[Records shown — start]

//! Lock mode and information structures.

use super::metadata::LockMetadata;
use serde::{Deserialize, Serialize};
use std::path::PathBuf;

/// How a resource is held.
#[derive(Debug, Clone, Copy, PartialEq, Eq, Serialize, Deserialize)]
#[serde(rename_all = "snake_case")]
pub enum LockMode {
    /// Any number of shared holders may coexist.
    Shared,
    /// Excludes every other holder, shared or exclusive.
    Exclusive,
}

impl LockMode {
    pub fn as_str(&self) -> &'static str {
        match self {
            LockMode::Shared => "shared",
            LockMode::Exclusive => "exclusive",
        }
    }
}

impl std::fmt::Display for LockMode {
    fn fmt(&self, f: &mut std::fmt::Formatter<'_>) -> std::fmt::Result {
        f.write_str(self.as_str())
    }
}

/// Information about an active lock marker.
#[derive(Debug, Clone)]
pub struct LockInfo {
    /// The marker file path.
    pub path: PathBuf,

    /// The protected resource.
    pub resource: PathBuf,

    pub mode: LockMode,

    pub metadata: LockMetadata,

    /// Whether the marker is older than the stale threshold.
    pub is_stale: bool,
}

impl std::fmt::Display for LockInfo {
    fn fmt(&self, f: &mut std::fmt::Formatter<'_>) -> std::fmt::Result {
        write!(
            f,
            "{} [{}] (owner: {}, age: {}, action: {}{})",
            self.resource.display(),
            self.mode,
            self.metadata.owner,
            self.metadata.age_string(),
            self.metadata.action,
            if self.is_stale { ", STALE" } else { "" }
        )
    }
}
//! Team lifecycle, membership, and permission checks.

use super::model::{LEADER_ROLE, Member, Permission, RoleDef, TeamConfig, Topology};
use crate::context::validate_id;
use crate::error::{CrewError, Result};
use crate::events::{DispatchEvent, EventType};
use crate::locks::LockMode;
use crate::workspace::Workspace;
use serde_json::json;
use std::collections::BTreeMap;
use std::fs;
use std::io::ErrorKind;
use tracing::{debug, info};

/// Parameters for [`create_team`].
#[derive(Debug, Clone, Default)]
pub struct NewTeam {
    pub name: String,
    pub leader: String,
    pub topology: Option<Topology>,
    pub roles: Option<BTreeMap<String, RoleDef>>,
}

fn team_not_found(team: &str) -> CrewError {
    CrewError::NotFound(format!("team '{}'", team))
}

/// Create a team with `leader` as its first member. Emits `team.created`.
pub fn create_team(ws: &Workspace, new: NewTeam) -> Result<(TeamConfig, Vec<DispatchEvent>)> {
    validate_id("team", &new.name)?;
    validate_id("agent", &new.leader)?;

    let name = new.name.clone();
    let path = ws.ctx.team_config_path(&name);
    let team = ws.store.with_lock(&ws.ctx.team_dir(&name), LockMode::Shared, "team.create", || {
        ws.store.with_lock(&path, LockMode::Exclusive, "team.create", || {
            if path.exists() {
                return Err(CrewError::Conflict(format!("team '{}' already exists", name)));
            }
            let now = ws.now();
            let team = TeamConfig {
                name: new.name,
                leader: new.leader.clone(),
                members: vec![Member {
                    id: new.leader,
                    role: LEADER_ROLE.to_string(),
                    joined_at: now,
                }],
                topology: new.topology,
                roles: new.roles,
                dispatch_rules: Vec::new(),
                dispatch_log: Vec::new(),
                created_at: now,
            };
            ws.store.write(&path, &team)?;
            Ok(team)
        })
    })?;

    info!(team = %team.name, leader = %team.leader, "team created");
    let event = ws.event(
        EventType::TeamCreated,
        &team.name,
        json!({"team": team.name, "leader": team.leader}),
    );
    Ok((team, vec![event]))
}

/// Read a team config.
pub fn get_team(ws: &Workspace, team: &str) -> Result<TeamConfig> {
    validate_id("team", team)?;
    ws.store
        .read_optional(&ws.ctx.team_config_path(team))?
        .ok_or_else(|| team_not_found(team))
}

/// Every team under the storage root, ordered by name.
pub fn list_teams(ws: &Workspace) -> Result<Vec<TeamConfig>> {
    let entries = match fs::read_dir(&ws.ctx.teams_dir) {
        Ok(entries) => entries,
        Err(e) if e.kind() == ErrorKind::NotFound => return Ok(Vec::new()),
        Err(e) => {
            return Err(CrewError::Io(format!(
                "failed to read '{}': {}",
                ws.ctx.teams_dir.display(),
                e
            )));
        }
    };

    let mut names: Vec<String> = entries
        .filter_map(|entry| entry.ok())
        .filter(|entry| entry.path().is_dir())
        .filter_map(|entry| entry.file_name().to_str().map(String::from))
        .filter(|name| !name.starts_with('.') && !name.ends_with(".lock.readers"))
        .collect();
    names.sort();

    let mut teams = Vec::with_capacity(names.len());
    for name in names {
        if let Some(team) = ws.store.read_optional(&ws.ctx.team_config_path(&name))? {
            teams.push(team);
        }
    }
    Ok(teams)
}

/// Read-modify-write the team config under the team-scope and config locks.
pub(crate) fn transact<R>(
    ws: &Workspace,
    team: &str,
    action: &str,
    mutator: impl FnOnce(&mut TeamConfig) -> Result<R>,
) -> Result<R> {
    validate_id("team", team)?;
    ws.team_scope(team, action, || {
        ws.store
            .update(&ws.ctx.team_config_path(team), action, || None, mutator)
    })
}

/// Add `agent` to the team with `role`.
///
/// Joining again with the same role is a no-op and emits nothing; joining
/// with a different role is a conflict. When the team defines roles, `role`
/// must be one of them.
pub fn join_team(ws: &Workspace, team: &str, agent: &str, role: &str) -> Result<(TeamConfig, Vec<DispatchEvent>)> {
    validate_id("agent", agent)?;
    if role.trim().is_empty() {
        return Err(CrewError::UserError("role must not be empty".to_string()));
    }

    let (config, joined) = transact(ws, team, "team.join", |config| {
        if let Some(existing) = config.member(agent) {
            if existing.role == role {
                return Ok((config.clone(), false));
            }
            return Err(CrewError::Conflict(format!(
                "agent '{}' is already a member of team '{}' with role '{}'",
                agent, team, existing.role
            )));
        }
        if let Some(roles) = &config.roles
            && role != LEADER_ROLE
            && !roles.contains_key(role)
        {
            return Err(CrewError::NotFound(format!(
                "role '{}' is not defined for team '{}'",
                role, team
            )));
        }

        config.members.push(Member {
            id: agent.to_string(),
            role: role.to_string(),
            joined_at: ws.now(),
        });
        Ok((config.clone(), true))
    })?;

    if !joined {
        debug!(team, agent, "agent already a member");
        return Ok((config, Vec::new()));
    }

    info!(team, agent, role, "agent joined team");
    let event = ws.event(
        EventType::MemberJoined,
        team,
        json!({"agent_id": agent, "role": role}),
    );
    Ok((config, vec![event]))
}

/// Remove `agent` from the team. The leader cannot leave.
pub fn leave_team(ws: &Workspace, team: &str, agent: &str) -> Result<(TeamConfig, Vec<DispatchEvent>)> {
    let config = transact(ws, team, "team.leave", |config| {
        if config.leader == agent {
            return Err(CrewError::Conflict(format!(
                "agent '{}' leads team '{}' and cannot leave it",
                agent, team
            )));
        }
        let before = config.members.len();
        config.members.retain(|m| m.id != agent);
        if config.members.len() == before {
            return Err(CrewError::NotFound(format!(
                "agent '{}' is not a member of team '{}'",
                agent, team
            )));
        }
        Ok(config.clone())
    })?;

    info!(team, agent, "agent left team");
    let event = ws.event(EventType::MemberLeft, team, json!({"agent_id": agent}));
    Ok((config, vec![event]))
}

/// Remove the team directory and everything in it.
///
/// Takes the team scope exclusively, so it waits for in-flight team-scoped
/// transactions and blocks new ones until the directory is gone.
pub fn delete_team(ws: &Workspace, team: &str) -> Result<()> {
    validate_id("team", team)?;
    let dir = ws.ctx.team_dir(team);
    ws.store.with_lock(&dir, LockMode::Exclusive, "team.delete", || {
        if !ws.ctx.team_exists(team) {
            return Err(team_not_found(team));
        }
        fs::remove_dir_all(&dir).map_err(|e| {
            CrewError::Io(format!("failed to remove '{}': {}", dir.display(), e))
        })
    })?;
    info!(team, "team deleted");
    Ok(())
}

/// Whether `agent` may perform `permission` in `team`.
///
/// The leader may do anything. Without role definitions every member may do
/// anything. With role definitions the member's role must list the
/// permission. Non-members are always refused.
pub fn check_permission(team: &TeamConfig, agent: &str, permission: Permission) -> Result<()> {
    if team.leader == agent {
        return Ok(());
    }
    let Some(member) = team.member(agent) else {
        return Err(CrewError::PermissionDenied(format!(
            "agent '{}' is not a member of team '{}'",
            agent, team.name
        )));
    };

    let allowed = match &team.roles {
        None => true,
        Some(roles) => roles
            .get(&member.role)
            .is_some_and(|def| def.permissions.contains(&permission)),
    };

    if allowed {
        Ok(())
    } else {
        Err(CrewError::PermissionDenied(format!(
            "role '{}' of agent '{}' does not grant '{}' in team '{}'",
            member.role, agent, permission, team.name
        )))
    }
}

[Records shown — finish]

* [Exercise objective]:
Say how many lines of the data hold the string "LockMode", with no other words in your reply.

* [Solution to the exercise]:
10